▶ **HOW TO COMPLETE THIS TASK**
Across all the entries, tally the lines holding the word "that", and give the number by itself.

──────────────────────────────

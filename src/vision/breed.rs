// Copyright (c) 2025 Fabstir
// SPDX-License-Identifier: BUSL-1.1
//! Dog breed classification
//!
//! Two ONNX graphs run back to back:
//! - an Xception backbone (ImageNet weights, no top) producing the
//!   bottleneck feature map
//! - a small fine-tuned head (global average pooling + dense softmax) that
//!   scores every breed in the label table

use anyhow::Result;
use std::path::Path;
use std::sync::Arc;
use tracing::debug;

use super::error::VisionError;
use super::image_utils::path_to_tensor;
use super::labels::LabelTable;
use super::onnx::OnnxModel;
use super::preprocessing::{preprocess_xception, top1_index};

/// Names the most likely dog breed for an image
#[cfg_attr(test, mockall::automock)]
pub trait BreedClassifier: Send + Sync {
    fn predict_breed(&self, path: &Path) -> Result<String, VisionError>;
}

#[derive(Debug)]
pub struct XceptionBreedClassifier {
    backbone: OnnxModel,
    head: OnnxModel,
    labels: Arc<LabelTable>,
}

impl XceptionBreedClassifier {
    pub fn load(
        backbone_path: &Path,
        head_path: &Path,
        labels: Arc<LabelTable>,
        intra_threads: usize,
    ) -> Result<Self> {
        let backbone = OnnxModel::load("xception-bottleneck", backbone_path, intra_threads)?;
        let head = OnnxModel::load("xception-breed-head", head_path, intra_threads)?;
        Ok(Self {
            backbone,
            head,
            labels,
        })
    }

    pub fn labels(&self) -> &LabelTable {
        &self.labels
    }

    /// Breed probabilities for the image at `path`, one per label
    pub fn predict_scores(&self, path: &Path) -> Result<Vec<f32>, VisionError> {
        let tensor = preprocess_xception(&path_to_tensor(path)?);
        let bottleneck = self.backbone.run(tensor)?;
        debug!("Bottleneck feature shape: {:?}", bottleneck.shape());

        let scores: Vec<f32> = self.head.run(bottleneck)?.iter().copied().collect();
        if scores.len() != self.labels.len() {
            return Err(VisionError::inference(
                self.head.name(),
                format!(
                    "head emits {} scores but label table has {} breeds",
                    scores.len(),
                    self.labels.len()
                ),
            ));
        }
        Ok(scores)
    }
}

impl BreedClassifier for XceptionBreedClassifier {
    fn predict_breed(&self, path: &Path) -> Result<String, VisionError> {
        let scores = self.predict_scores(path)?;
        let index = top1_index(&scores)
            .ok_or_else(|| VisionError::inference(self.head.name(), "no valid scores"))?;
        let breed = self.labels.get(index).ok_or(VisionError::UnknownLabel {
            index,
            len: self.labels.len(),
        })?;
        debug!("Predicted breed for {}: {} (class {})", path.display(), breed, index);
        Ok(breed.to_string())
    }
}
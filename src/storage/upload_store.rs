// Copyright (c) 2025 Fabstir
// SPDX-License-Identifier: BUSL-1.1
//! Where uploaded images are kept
//!
//! Files are never cleaned up. Saving a name that already exists replaces
//! the old file.

use async_trait::async_trait;
use std::collections::HashMap;
use std::path::{Path, PathBuf};
use std::sync::Arc;
use thiserror::Error;
use tokio::sync::RwLock;
use tracing::{debug, info};

#[derive(Debug, Error)]
pub enum StorageError {
    #[error("Invalid file name: {0}")]
    InvalidName(String),
    #[error("I/O error on {path}: {source}")]
    Io {
        path: String,
        #[source]
        source: std::io::Error,
    },
}

#[async_trait]
pub trait UploadStore: Send + Sync {
    /// Persist `data` under `filename` and return the path classifiers should read
    async fn save(&self, filename: &str, data: Vec<u8>) -> Result<PathBuf, StorageError>;

    /// Names of every stored upload, sorted
    async fn list(&self) -> Result<Vec<String>, StorageError>;
}

/// Reject anything that is not a single plain path component
fn validate_name(filename: &str) -> Result<(), StorageError> {
    if filename.is_empty() {
        return Err(StorageError::InvalidName("Empty file name".to_string()));
    }

    if filename.contains('/') || filename.contains('\\') {
        return Err(StorageError::InvalidName(format!(
            "Path separators not allowed: {}",
            filename
        )));
    }

    if filename.starts_with('.') {
        return Err(StorageError::InvalidName(format!(
            "Hidden or relative names not allowed: {}",
            filename
        )));
    }

    Ok(())
}

/// Uploads stored as plain files in one directory
#[derive(Debug, Clone)]
pub struct LocalUploadStore {
    dir: PathBuf,
}

impl LocalUploadStore {
    /// Use `dir` for uploads, creating it if needed
    pub async fn new(dir: impl Into<PathBuf>) -> Result<Self, StorageError> {
        let dir = dir.into();
        tokio::fs::create_dir_all(&dir)
            .await
            .map_err(|source| StorageError::Io {
                path: dir.display().to_string(),
                source,
            })?;
        info!("Upload directory: {}", dir.display());
        Ok(Self { dir })
    }

    pub fn dir(&self) -> &Path {
        &self.dir
    }
}

#[async_trait]
impl UploadStore for LocalUploadStore {
    async fn save(&self, filename: &str, data: Vec<u8>) -> Result<PathBuf, StorageError> {
        validate_name(filename)?;

        let path = self.dir.join(filename);
        tokio::fs::write(&path, &data)
            .await
            .map_err(|source| StorageError::Io {
                path: path.display().to_string(),
                source,
            })?;

        debug!("Saved {} bytes to {}", data.len(), path.display());
        Ok(path)
    }

    async fn list(&self) -> Result<Vec<String>, StorageError> {
        let io_err = |source: std::io::Error| StorageError::Io {
            path: self.dir.display().to_string(),
            source,
        };

        let mut entries = tokio::fs::read_dir(&self.dir).await.map_err(io_err)?;
        let mut names = Vec::new();
        while let Some(entry) = entries.next_entry().await.map_err(io_err)? {
            if entry.file_type().await.map_err(io_err)?.is_file() {
                names.push(entry.file_name().to_string_lossy().into_owned());
            }
        }
        names.sort();
        Ok(names)
    }
}

/// Keeps uploads in memory; for tests with classifiers that never touch disk
#[derive(Debug, Clone, Default)]
pub struct MemoryUploadStore {
    files: Arc<RwLock<HashMap<String, Vec<u8>>>>,
}

impl MemoryUploadStore {
    pub fn new() -> Self {
        Self::default()
    }

    pub async fn get(&self, filename: &str) -> Option<Vec<u8>> {
        self.files.read().await.get(filename).cloned()
    }
}

#[async_trait]
impl UploadStore for MemoryUploadStore {
    async fn save(&self, filename: &str, data: Vec<u8>) -> Result<PathBuf, StorageError> {
        validate_name(filename)?;
        self.files.write().await.insert(filename.to_string(), data);
        Ok(PathBuf::from("memory").join(filename))
    }

    async fn list(&self) -> Result<Vec<String>, StorageError> {
        let mut names: Vec<String> = self.files.read().await.keys().cloned().collect();
        names.sort();
        Ok(names)
    }
}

──────────────────────────────

▶ **SOLUTION FOR THIS TASK**
4